▶ **WHAT THIS TASK INVOLVES**
The answer is to be an exact copy of the lines below running from the line with "filename src/models.rs" down to the line with "Every container and", both ends included, and nothing more.
++++ MATERIAL FOR THIS EXERCISE
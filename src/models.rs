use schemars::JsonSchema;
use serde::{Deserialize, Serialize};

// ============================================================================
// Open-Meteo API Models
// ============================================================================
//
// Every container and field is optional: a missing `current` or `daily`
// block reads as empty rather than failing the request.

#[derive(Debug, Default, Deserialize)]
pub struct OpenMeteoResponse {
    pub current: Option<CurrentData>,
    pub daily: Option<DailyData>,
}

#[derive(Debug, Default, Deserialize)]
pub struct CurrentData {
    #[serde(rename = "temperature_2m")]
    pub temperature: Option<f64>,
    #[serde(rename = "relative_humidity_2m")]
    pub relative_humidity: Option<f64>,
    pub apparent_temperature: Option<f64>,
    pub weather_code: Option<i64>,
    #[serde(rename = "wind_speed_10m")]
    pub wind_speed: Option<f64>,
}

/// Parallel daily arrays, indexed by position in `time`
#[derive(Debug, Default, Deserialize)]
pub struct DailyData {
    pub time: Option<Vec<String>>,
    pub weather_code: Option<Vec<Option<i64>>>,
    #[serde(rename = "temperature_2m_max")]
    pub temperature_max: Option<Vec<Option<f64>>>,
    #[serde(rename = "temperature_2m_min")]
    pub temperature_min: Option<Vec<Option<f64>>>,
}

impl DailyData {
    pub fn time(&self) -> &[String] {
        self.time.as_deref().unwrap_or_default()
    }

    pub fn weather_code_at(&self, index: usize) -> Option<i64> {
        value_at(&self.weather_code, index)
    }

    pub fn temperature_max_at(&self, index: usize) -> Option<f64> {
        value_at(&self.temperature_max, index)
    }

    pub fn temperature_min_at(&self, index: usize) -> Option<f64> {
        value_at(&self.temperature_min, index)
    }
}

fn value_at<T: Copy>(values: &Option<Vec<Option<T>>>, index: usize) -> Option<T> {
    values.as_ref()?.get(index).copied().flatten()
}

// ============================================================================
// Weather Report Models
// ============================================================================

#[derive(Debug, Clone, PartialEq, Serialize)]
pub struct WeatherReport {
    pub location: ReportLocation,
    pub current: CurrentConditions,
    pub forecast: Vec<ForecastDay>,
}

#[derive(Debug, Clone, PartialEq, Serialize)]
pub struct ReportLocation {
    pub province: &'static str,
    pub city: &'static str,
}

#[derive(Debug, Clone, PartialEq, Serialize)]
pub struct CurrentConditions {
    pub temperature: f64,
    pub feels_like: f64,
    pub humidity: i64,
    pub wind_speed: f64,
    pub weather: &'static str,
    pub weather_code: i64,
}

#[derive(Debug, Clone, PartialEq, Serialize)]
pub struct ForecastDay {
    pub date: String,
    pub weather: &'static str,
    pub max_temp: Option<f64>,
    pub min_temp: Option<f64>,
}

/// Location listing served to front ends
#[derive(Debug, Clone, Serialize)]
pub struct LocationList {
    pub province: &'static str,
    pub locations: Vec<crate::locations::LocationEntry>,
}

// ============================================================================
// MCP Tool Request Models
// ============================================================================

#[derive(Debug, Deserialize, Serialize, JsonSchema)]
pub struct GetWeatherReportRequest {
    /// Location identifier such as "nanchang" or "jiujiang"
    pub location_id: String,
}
++++++++
++++ MATERIAL FOR THIS EXERCISE
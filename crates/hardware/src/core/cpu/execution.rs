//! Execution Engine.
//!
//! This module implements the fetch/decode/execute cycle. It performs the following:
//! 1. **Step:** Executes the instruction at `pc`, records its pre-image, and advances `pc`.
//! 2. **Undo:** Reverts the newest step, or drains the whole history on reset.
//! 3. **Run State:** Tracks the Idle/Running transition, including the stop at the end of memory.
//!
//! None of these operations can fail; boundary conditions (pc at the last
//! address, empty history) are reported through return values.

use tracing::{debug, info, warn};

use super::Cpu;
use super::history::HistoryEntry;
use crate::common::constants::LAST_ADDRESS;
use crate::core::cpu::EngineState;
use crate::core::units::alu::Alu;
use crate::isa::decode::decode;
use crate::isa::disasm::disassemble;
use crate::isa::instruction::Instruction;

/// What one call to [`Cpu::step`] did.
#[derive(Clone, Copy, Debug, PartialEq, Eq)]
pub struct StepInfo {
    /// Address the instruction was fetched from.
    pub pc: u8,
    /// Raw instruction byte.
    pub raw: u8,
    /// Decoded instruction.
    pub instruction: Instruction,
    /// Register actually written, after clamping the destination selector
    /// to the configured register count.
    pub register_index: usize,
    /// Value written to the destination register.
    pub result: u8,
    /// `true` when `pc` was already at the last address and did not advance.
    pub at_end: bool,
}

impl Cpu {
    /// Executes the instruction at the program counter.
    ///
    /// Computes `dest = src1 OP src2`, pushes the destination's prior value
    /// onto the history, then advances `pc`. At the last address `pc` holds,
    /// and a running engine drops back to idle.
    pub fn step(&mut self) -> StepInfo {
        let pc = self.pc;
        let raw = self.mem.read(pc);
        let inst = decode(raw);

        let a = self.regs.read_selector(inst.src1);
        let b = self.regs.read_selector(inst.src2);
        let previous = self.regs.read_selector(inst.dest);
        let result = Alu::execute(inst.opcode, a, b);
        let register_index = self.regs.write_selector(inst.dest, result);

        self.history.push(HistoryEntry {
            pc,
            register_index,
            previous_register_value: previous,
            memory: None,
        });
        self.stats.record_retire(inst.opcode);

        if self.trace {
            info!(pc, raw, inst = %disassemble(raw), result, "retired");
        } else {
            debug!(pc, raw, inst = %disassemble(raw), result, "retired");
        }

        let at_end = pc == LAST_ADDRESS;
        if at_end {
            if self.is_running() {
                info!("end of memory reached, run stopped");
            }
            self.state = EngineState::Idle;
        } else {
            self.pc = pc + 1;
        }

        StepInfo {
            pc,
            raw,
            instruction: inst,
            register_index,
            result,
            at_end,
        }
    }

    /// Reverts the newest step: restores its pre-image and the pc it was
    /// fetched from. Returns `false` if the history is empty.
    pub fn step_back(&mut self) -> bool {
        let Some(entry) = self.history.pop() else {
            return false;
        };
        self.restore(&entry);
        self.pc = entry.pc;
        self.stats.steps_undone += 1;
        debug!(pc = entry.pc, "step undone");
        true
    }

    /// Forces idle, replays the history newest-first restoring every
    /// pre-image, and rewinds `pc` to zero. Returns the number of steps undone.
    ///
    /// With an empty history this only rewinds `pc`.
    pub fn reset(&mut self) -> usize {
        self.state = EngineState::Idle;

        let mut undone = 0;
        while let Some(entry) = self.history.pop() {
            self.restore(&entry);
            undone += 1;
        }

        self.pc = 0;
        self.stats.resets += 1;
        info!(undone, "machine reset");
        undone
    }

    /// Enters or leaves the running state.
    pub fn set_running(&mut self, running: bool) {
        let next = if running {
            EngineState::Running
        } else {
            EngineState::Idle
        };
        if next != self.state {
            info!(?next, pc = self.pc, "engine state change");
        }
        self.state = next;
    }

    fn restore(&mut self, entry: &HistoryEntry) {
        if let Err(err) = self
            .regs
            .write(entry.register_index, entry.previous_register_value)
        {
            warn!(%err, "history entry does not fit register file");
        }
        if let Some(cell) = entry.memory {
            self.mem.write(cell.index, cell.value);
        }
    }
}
++++++++
▶ **EXERCISE OUTPUT**
filename src/models.rs
use schemars::JsonSchema;
use serde::{Deserialize, Serialize};

// ============================================================================
// Open-Meteo API Models
// ============================================================================
//
// Every container and field is optional: a missing `current` or `daily`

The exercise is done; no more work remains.